Tuesday, 26th July 2011

A family “living with up to 50,000 flying foxes in their backyard at Barcaldine in central-west Queensland say authorities seem more concerned about the welfare of the animals than the risk of Hendra virus on people” reported abc.net.au. Brett Walsh said the flying foxes arrived in February & “have been allowed to disperse because they have been breeding”. Walsh said horse owners in Barcaldine “are worried about the rise in the incidence of the potentially fatal bat-borne Hendra virus”. Ten horses have died in 8 locations across Queensland, “87 are being monitored & up to 60 people have been tested since the 1st outbreak last month”. Walsh said he “has applied for a damage mitigation permit, but it is likely to be some weeks before conditions can be met for it to be approved”. Walsh said authorities “seem more focused on the welfare of the flying foxes & it has been a difficult 5 months for the family” noting: “Emotionally, it's been fairly distressing, even depressing.
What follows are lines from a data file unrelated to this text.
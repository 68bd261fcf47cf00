use serde_json::Value;
use serde_json::json;

use crate::AcfvConfig;
use crate::Field;
use crate::FieldMeta;
use crate::JsonSite;
use crate::Renderer;
use crate::SiteDocument;
use crate::site::FieldObject;

pub const HOME_URL: &str = "https://example.com";

/// Field schema of the test site.
pub fn field_groups() -> Value {
	json!([
		{
			"key": "group_book",
			"title": "Book",
			"fields": [
				{ "key": "field_subtitle", "name": "subtitle", "label": "Subtitle", "type": "text" },
				{ "key": "field_summary", "name": "summary", "label": "Summary", "type": "textarea" },
				{ "key": "field_cover", "name": "cover", "label": "Cover", "type": "image", "returnFormat": "id" },
				{
					"key": "field_genre",
					"name": "genre",
					"label": "Genre",
					"type": "checkbox",
					"returnFormat": "value",
					"choices": { "sf": "Science fiction", "fantasy": "Fantasy" }
				},
				{ "key": "field_in_stock", "name": "in_stock", "label": "In stock", "type": "true_false" },
				{
					"key": "field_released",
					"name": "released",
					"label": "Released",
					"type": "date_picker",
					"displayFormat": "F j, Y"
				},
				{
					"key": "field_related",
					"name": "related",
					"label": "Related",
					"type": "relationship",
					"returnFormat": "id"
				},
				{ "key": "field_location", "name": "location", "label": "Location", "type": "google_map" },
				{ "key": "field_rating", "name": "rating", "label": "Rating", "type": "number" },
				{ "key": "field_legacy", "name": "legacy", "label": "Legacy", "type": "flexible_content" },
				{
					"key": "field_chapters",
					"name": "chapters",
					"label": "Chapters",
					"type": "repeater",
					"subFields": [
						{ "key": "field_chapter_title", "name": "chapter_title", "label": "Chapter title", "type": "text" },
						{ "key": "field_chapter_parts", "name": "chapter_parts", "label": "Parts", "type": "repeater" }
					]
				}
			]
		},
		{
			"key": "local_acf_views_view",
			"title": "View settings",
			"fields": [{ "key": "field_view_items", "name": "items", "label": "Items", "type": "repeater" }]
		},
		{
			"key": "group_internal",
			"title": "Internal",
			"private": true,
			"fields": [{ "key": "field_secret", "name": "secret", "label": "Secret", "type": "text" }]
		}
	])
}

/// Published books plus a draft. Book 3 is sticky.
pub fn book_posts() -> Vec<Value> {
	vec![
		json!({
			"id": 1,
			"title": "Dune",
			"slug": "dune",
			"date": "2024-03-05 10:00:00",
			"modified": "2024-04-01 08:30:00",
			"author": 1,
			"thumbnail": 50,
			"menuOrder": 3,
			"terms": { "category": [5] },
			"fields": {
				"subtitle": "Desert planet",
				"summary": "Line one\nLine <two>",
				"cover": 50,
				"genre": ["sf", "fantasy"],
				"in_stock": false,
				"released": "20240305",
				"related": [2],
				"rating": "4.5"
			}
		}),
		json!({
			"id": 2,
			"title": "Emma",
			"slug": "emma",
			"date": "2024-01-01 09:00:00",
			"author": 2,
			"menuOrder": 1,
			"fields": { "subtitle": "", "in_stock": true, "related": [1], "rating": "10" }
		}),
		json!({
			"id": 3,
			"title": "Arrival",
			"slug": "arrival",
			"date": "2024-02-01 09:00:00",
			"sticky": true,
			"menuOrder": 2,
			"fields": { "subtitle": "Heptapods", "rating": "9" }
		}),
		json!({ "id": 4, "title": "Unfinished", "status": "draft" }),
	]
}

/// The test site document with `extra` posts (views and cards) appended.
pub fn site_document(extra: Vec<Value>) -> Value {
	let mut posts = book_posts();
	posts.extend(extra);

	json!({
		"settings": { "homeUrl": HOME_URL },
		"posts": posts,
		"fieldGroups": field_groups(),
		"taxonomies": [{ "name": "category", "label": "Categories" }],
		"terms": [{ "id": 5, "taxonomy": "category", "name": "Novels", "slug": "novels" }],
		"users": [
			{ "id": 1, "displayName": "Ann Author", "slug": "ann", "roles": ["editor"] },
			{ "id": 2, "displayName": "Sam Reader", "slug": "sam", "roles": ["subscriber"] }
		],
		"attachments": [{
			"id": 50,
			"title": "Dune cover",
			"url": "https://example.com/cover.jpg",
			"alt": "A cover",
			"width": 600,
			"height": 800,
			"sizes": { "thumbnail": "https://example.com/cover-150.jpg" }
		}],
		"options": { "subtitle": "Site wide" },
		"userFields": { "1": { "subtitle": "Ann subtitle" } }
	})
}

pub fn site_with(extra: Vec<Value>) -> JsonSite {
	let document: SiteDocument =
		serde_json::from_value(site_document(extra)).expect("site document is valid");
	JsonSite::new(document)
}

pub fn site() -> JsonSite {
	site_with(Vec::new())
}

/// A stored view definition.
pub fn view_post(id: u64, definition: Value) -> Value {
	json!({ "id": id, "postType": "acf_views", "content": definition })
}

/// A stored card definition.
pub fn card_post(id: u64, definition: Value) -> Value {
	json!({ "id": id, "postType": "acf_cards", "content": definition })
}

/// A view item bound to `key` with the local id `id`.
pub fn item(key: &str, id: &str, label: &str) -> Value {
	json!({ "field": { "key": key, "id": id, "label": label } })
}

/// View `100` showing the subtitle of a book.
pub fn subtitle_view() -> Value {
	view_post(100, json!({ "items": [item("group_book|field_subtitle", "subtitle", "Subtitle")] }))
}

pub fn renderer(site: &JsonSite) -> Renderer<'_, JsonSite> {
	Renderer::new(site, AcfvConfig::default())
}

pub fn field_object(key: &str, name: &str, field_type: &str, return_format: &str) -> FieldObject {
	FieldObject {
		key: key.to_string(),
		name: name.to_string(),
		label: name.to_string(),
		field_type: field_type.to_string(),
		return_format: return_format.to_string(),
		..FieldObject::default()
	}
}

pub fn meta(field_type: &str, return_format: &str) -> FieldMeta {
	FieldMeta::from_object("field_test", &field_object("field_test", "test", field_type, return_format))
}

pub fn field() -> Field {
	Field {
		key: "group_book|field_test".to_string(),
		id: "test".to_string(),
		..Field::default()
	}
}

/// A minified row as produced by the generated skeleton.
pub fn row(id: &str, label: &str, content: &str) -> String {
	let label = if label.is_empty() {
		String::new()
	} else {
		format!("<div class=\"acf-view__label\">{label}</div>")
	};

	format!(
		"<div class=\"acf-view__row acf-view__{id}\">{label}<div \
		 class=\"acf-view__field\">{content}</div></div>"
	)
}

/// A minified view wrapper.
pub fn view_html(view_id: u64, object_id: &str, content: &str) -> String {
	format!(
		"<div class=\"acf-view acf-view--id--{view_id} \
		 acf-view--object-id--{object_id}\">{content}</div>"
	)
}

/// A minified card wrapper without pagination.
pub fn card_html(card_id: u64, items: &str) -> String {
	format!(
		"<div class=\"acf-card acf-card--id--{card_id}\"><div class=\"acf-card__items\">{items}</div></div>"
	)
}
We had on officer from DERM (Department Of Environment & Resource Management) come out last week. His estimate is there's between 30,000-50,000 flying foxes in our backyard. The officer estimated there were still 1,000 immature young there, but he estimated they would be capable of sustained flight within about 2 weeks. Our garden is completely destroyed - the odour, the noise, having to literally walk around with an umbrella in your own backyard.” Walsh emphasised the local pony club & horse race stables “are extremely concerned” & many owners “have moved their horses away from the flight path of the flying foxes. It's a concern about human health as well, because there is just so much unknown science about how Hendra is spread.”